Now began the strangest part of the Globe mutiny. Cowering in a Mili hut, Will Lay understandably considered himself the only survivor of the massacre. But there was one more—the cooper, Cyrus Hussey, a lad of eighteen who had likewise been rescued by an islander with whom he had once made friends. The two youths were soon brought together and exchanged gloomy forebodings. In a sense their fears were justified, for they were doomed to spend almost two years on Mili laboring for their native captors. Ironically, they had come to the island in the entourage of a man who would be king. They alone survived—as slaves.
On the morning after the slaughter, Lay and Hussey were taken under guard to the scene of the massacre. Here they found the pulped bodies of their seven comrades, horribly mutilated and unrecognizable, so furious had been the rain of heavy stones upon their heads. The camp lay in ruins, and all morning the two boys dug graves for the dead mutineers. When the job was done they were permitted to load canoes with flour, hardtack and pork. They also recovered blankets and a few books, including a Bible for each. Most important, they got shoes to protect themselves from the piercing coral edges.
Several days later the boys were hauled to a flat place near the village, where the adults of Mili stood greased with coconut oil and adorned with shells. It was obvious that a feast was about to be held and the boys assumed that they were to be the cannibalized victims, but instead they witnessed a wild ceremony of triumph in which brown women banged on drums in celebration of the victory over the white invaders.
It was then that the boys found they were to be separated and assigned to masters who would keep them as slaves. Yellow-haired Cyrus Hussey was given to a man of thirty—tough, square-built, fiery-natured Lugoma, who carried him off to a distant reef islet.

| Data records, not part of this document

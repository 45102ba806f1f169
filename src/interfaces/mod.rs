//! Inbound and outbound file formats.

pub mod csv;
pub mod jsonl;
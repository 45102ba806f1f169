use crate::domain::ports::{CredentialHasherRef, SessionStoreRef, TokenIssuerRef, UserStoreRef};
use crate::domain::session::{Identity, Session};
use crate::error::{AuthFailure, Result, VendingError};
use chrono::{Duration, Utc};
use std::sync::Arc;
use tracing::{debug, info, warn};

/// Login state per user: `NoSession -> Active -> Inactive`, with at most one
/// active session at a time.
#[derive(Clone)]
pub struct SessionManager {
    users: UserStoreRef,
    sessions: SessionStoreRef,
    hasher: CredentialHasherRef,
    issuer: TokenIssuerRef,
    retention: Option<Duration>,
}

impl SessionManager {
    pub fn new(
        users: UserStoreRef,
        sessions: SessionStoreRef,
        hasher: CredentialHasherRef,
        issuer: TokenIssuerRef,
    ) -> Self {
        Self {
            users,
            sessions,
            hasher,
            issuer,
            retention: None,
        }
    }

    /// How long inactive sessions are kept before [`Self::prune_inactive`]
    /// drops them. `None` keeps them forever.
    pub fn with_retention(mut self, retention: Option<Duration>) -> Self {
        self.retention = retention;
        self
    }

    /// Checks the password and opens the user's single active session.
    pub async fn login(&self, username: &str, password: &str) -> Result<String> {
        let Some(user) = self.users.get(username).await? else {
            warn!(username, "login rejected: unknown user");
            return Err(AuthFailure::InvalidCredentials.into());
        };

        let hasher = Arc::clone(&self.hasher);
        let password = password.to_string();
        let hash = user.password_hash.clone();
        let verified = tokio::task::spawn_blocking(move || hasher.verify(&password, &hash))
            .await
            .map_err(|e| VendingError::storage(format!("password check task failed: {e}")))?;
        if !verified {
            warn!(username, "login rejected: bad password");
            return Err(AuthFailure::InvalidCredentials.into());
        }

        if self.sessions.find_active(&user.username).await?.is_some() {
            return Err(VendingError::SessionConflict(user.username));
        }

        let token = self.issuer.issue(&user.username)?;
        let session = Session::new(&user.username, token.clone());
        if !self.sessions.insert_if_none_active(session).await? {
            return Err(VendingError::SessionConflict(user.username));
        }

        info!(username = %user.username, "user logged in");
        Ok(token)
    }

    /// Deactivates the user's sessions. Returns how many were active.
    pub async fn logout(&self, username: &str) -> Result<usize> {
        let revoked = self.sessions.deactivate_all(username, Utc::now()).await?;
        info!(username, revoked, "user logged out");
        Ok(revoked)
    }

    /// Same as [`Self::logout`]; kept as its own entry point for callers that
    /// mean "every device".
    pub async fn logout_all(&self, username: &str) -> Result<usize> {
        self.logout(username).await
    }

    /// Resolves a bearer token to the identity behind it.
    ///
    /// The token must verify, must be the token of the user's current active
    /// session, and the user must still exist.
    pub async fn validate(&self, token: &str) -> Result<Identity> {
        let claims = self.issuer.verify(token)?;

        let active = self.sessions.find_active(&claims.username).await?;
        if !matches!(&active, Some(session) if session.token == token) {
            debug!(username = %claims.username, "token does not match an active session");
            return Err(AuthFailure::RevokedSession.into());
        }

        let user = self
            .users
            .get(&claims.username)
            .await?
            .ok_or(AuthFailure::RevokedSession)?;

        Ok(Identity {
            username: user.username,
            role: user.role,
        })
    }

    pub async fn history(&self, username: &str) -> Result<Vec<Session>> {
        self.sessions.sessions_for(username).await
    }

    /// Drops inactive sessions revoked longer ago than the retention window.
    pub async fn prune_inactive(&self) -> Result<usize> {
        let Some(retention) = self.retention else {
            return Ok(0);
        };
        let pruned = self.sessions.prune_inactive(Utc::now() - retention).await?;
        if pruned > 0 {
            info!(pruned, "pruned inactive sessions");
        }
        Ok(pruned)
    }
}
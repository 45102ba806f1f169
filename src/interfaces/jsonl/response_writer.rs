use crate::error::{ErrorCode, Result, VendingError};
use serde::Serialize;
use serde_json::Value;
use std::io::Write;

#[derive(Debug, Serialize)]
pub struct ErrorBody {
    pub code: ErrorCode,
    pub message: String,
}

#[derive(Debug, Serialize)]
#[serde(tag = "status", rename_all = "lowercase")]
pub enum Response {
    Ok { line: usize, body: Value },
    Error { line: usize, error: ErrorBody },
}

impl Response {
    pub fn from_result(line: usize, result: Result<Value>) -> Self {
        match result {
            Ok(body) => Response::Ok { line, body },
            Err(err) => Response::Error {
                line,
                error: ErrorBody {
                    code: err.code(),
                    message: err.public_message(),
                },
            },
        }
    }
}

/// Writes one JSON document per response, newline separated.
pub struct ResponseWriter<W: Write> {
    writer: W,
}

impl<W: Write> ResponseWriter<W> {
    pub fn new(writer: W) -> Self {
        Self { writer }
    }

    pub fn write(&mut self, response: &Response) -> Result<()> {
        serde_json::to_writer(&mut self.writer, response)?;
        self.writer.write_all(b"\n")?;
        Ok(())
    }

    pub fn flush(&mut self) -> Result<()> {
        self.writer.flush().map_err(VendingError::from)
    }
}
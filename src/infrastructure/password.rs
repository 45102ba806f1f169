use crate::domain::ports::CredentialHasher;
use crate::error::{Result, VendingError};
use argon2::password_hash::rand_core::OsRng;
use argon2::password_hash::{PasswordHash, PasswordHasher, PasswordVerifier, SaltString};
use argon2::{Algorithm, Argon2, Params, Version};

/// Argon2id password hashing.
///
/// Hashes are PHC strings, so verification reads the cost parameters from
/// the stored hash rather than from this instance.
pub struct Argon2Hasher {
    argon2: Argon2<'static>,
}

impl Default for Argon2Hasher {
    fn default() -> Self {
        Self {
            argon2: Argon2::default(),
        }
    }
}

impl Argon2Hasher {
    /// Builds a hasher with explicit cost parameters (memory in KiB).
    pub fn with_params(memory_kib: u32, iterations: u32, parallelism: u32) -> Result<Self> {
        let params = Params::new(memory_kib, iterations, parallelism, None)
            .map_err(|e| VendingError::ValidationError(format!("invalid argon2 parameters: {e}")))?;
        Ok(Self {
            argon2: Argon2::new(Algorithm::Argon2id, Version::V0x13, params),
        })
    }
}

impl CredentialHasher for Argon2Hasher {
    fn hash(&self, password: &str) -> Result<String> {
        let salt = SaltString::generate(&mut OsRng);
        self.argon2
            .hash_password(password.as_bytes(), &salt)
            .map(|h| h.to_string())
            .map_err(|e| VendingError::storage(format!("failed to hash password: {e}")))
    }

    fn verify(&self, password: &str, hash: &str) -> bool {
        PasswordHash::new(hash)
            .map(|parsed| {
                self.argon2
                    .verify_password(password.as_bytes(), &parsed)
                    .is_ok()
            })
            .unwrap_or(false)
    }
}
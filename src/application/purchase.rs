use super::accounts::Accounts;
use super::catalog::Catalog;
use crate::domain::coin::CoinCount;
use crate::error::{Result, VendingError};
use serde::Serialize;
use tracing::{error, info};

/// What a buyer gets back from a completed purchase.
///
/// `change` is the per-denomination breakdown of the balance still held in
/// the wallet, ascending by coin. It is not a withdrawal. `remainder` is the
/// part of the balance no coin can express.
#[derive(Debug, Clone, PartialEq, Eq, Serialize)]
#[serde(rename_all = "camelCase")]
pub struct Receipt {
    pub total_spent: u64,
    pub product_name: String,
    pub product_quantity: u64,
    pub change: Vec<CoinCount>,
    pub remainder: u64,
    pub balance: u64,
}

impl Receipt {
    /// Value of the coins listed in `change`.
    pub fn change_value(&self) -> u64 {
        self.change.iter().map(|c| c.coin * c.count).sum()
    }
}

/// Runs a purchase across the buyer's wallet, the seller's wallet and the
/// product's stock.
///
/// The three writes are individually atomic. When a later write fails the
/// earlier ones are undone with compensating writes, so a purchase either
/// lands completely or not at all.
#[derive(Clone)]
pub struct PurchaseOrchestrator {
    accounts: Accounts,
    catalog: Catalog,
}

impl PurchaseOrchestrator {
    pub fn new(accounts: Accounts, catalog: Catalog) -> Self {
        Self { accounts, catalog }
    }

    pub async fn purchase(&self, buyer: &str, product_id: &str, quantity: u64) -> Result<Receipt> {
        if quantity == 0 {
            return Err(VendingError::ValidationError(
                "quantity must be at least 1".to_string(),
            ));
        }

        let product = self.catalog.get(product_id).await?;
        if quantity > product.available {
            return Err(VendingError::InsufficientStock {
                requested: quantity,
                available: product.available,
            });
        }

        let buyer_account = self.accounts.get(buyer).await?;
        let seller = self.accounts.get(&product.seller_id).await?;

        let total = quantity.checked_mul(product.cost).ok_or_else(|| {
            VendingError::ValidationError("purchase total overflows".to_string())
        })?;
        if total > buyer_account.deposit.value() {
            return Err(VendingError::InsufficientFunds {
                required: total,
                available: buyer_account.deposit.value(),
            });
        }

        let debited = self.accounts.debit(buyer, total).await?;

        if let Err(err) = self.accounts.credit(&seller.username, total).await {
            self.compensate(buyer, total, None).await?;
            return Err(err);
        }

        if let Err(err) = self.catalog.decrement_available(product_id, quantity).await {
            self.compensate(buyer, total, Some(&seller.username)).await?;
            return Err(err);
        }

        let balance = debited.deposit.value();
        let change = self.accounts.ledger().make_change(balance);
        let receipt = Receipt {
            total_spent: total,
            product_name: product.name,
            product_quantity: quantity,
            change: change.coins,
            remainder: change.remainder,
            balance,
        };
        info!(
            buyer,
            seller = %seller.username,
            product_id,
            quantity,
            total,
            balance,
            "purchase completed"
        );
        Ok(receipt)
    }

    /// Refunds the buyer, then takes back the seller credit if it happened.
    ///
    /// Both writes are attempted even if one fails. Any failure leaves the
    /// wallets inconsistent and is reported as a storage error.
    async fn compensate(&self, buyer: &str, total: u64, seller: Option<&str>) -> Result<()> {
        let mut failures = Vec::new();

        if let Err(err) = self.accounts.credit(buyer, total).await {
            error!(buyer, total, error = %err, "failed to refund buyer");
            failures.push(format!("buyer {buyer} left debited by {total}"));
        }

        if let Some(seller) = seller {
            if let Err(err) = self.accounts.debit(seller, total).await {
                error!(buyer, seller, total, error = %err, "failed to reverse seller credit");
                failures.push(format!("seller {seller} left credited with {total}"));
            }
        }

        if failures.is_empty() {
            Ok(())
        } else {
            Err(VendingError::storage(format!(
                "purchase compensation incomplete: {}",
                failures.join(", ")
            )))
        }
    }
}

There the boy’s shoes were confiscated and his clothing torn up, so that naked he started upon his days of misery.
Promptly his feet were slashed to strips by the relentless coral, while his entire body blistered and caked under the equatorial sun. This his native captor could not understand, since the brown bodies of Mili men warded off both sun and salt water. In time, of course, Hussey’s feet and body became toughened, and he served as a fisherman, a farmer, a field hand and a laborer. He seemed clearly destined to a life of perpetual slavery on a desolate and lonely isle.
Will Lay was luckier. His master, Ludjuan, not only lived in a larger village, where there was excitement, but was kinder than Hussey’s owner. Ludjuan did, however, insist on two things. Will must destroy his Bible and never read anything again, lest he conjure up evil spirits; and the boy must don native dress, which consisted of a belt of braided pandanus and two horsetails of coarser fiber hanging fore and aft. Will’s long black hair was pinned in a bow knot on top of his head, and his skin soon became as dark as that of a Mili man. But Ludjuan supported him when he firmly resisted that final treatment which would have made him a true island beau: he refused to have holes bored in his earlobes and stuffed with rolls of pandanus leaves.
But when Lay acquired some knowledge of Mili speech he got some disturbing news, for while picking breadfruit he heard a small boy shout: “Uroit aro rayta mony la Wirram.” That meant: “The chiefs are going to kill William.”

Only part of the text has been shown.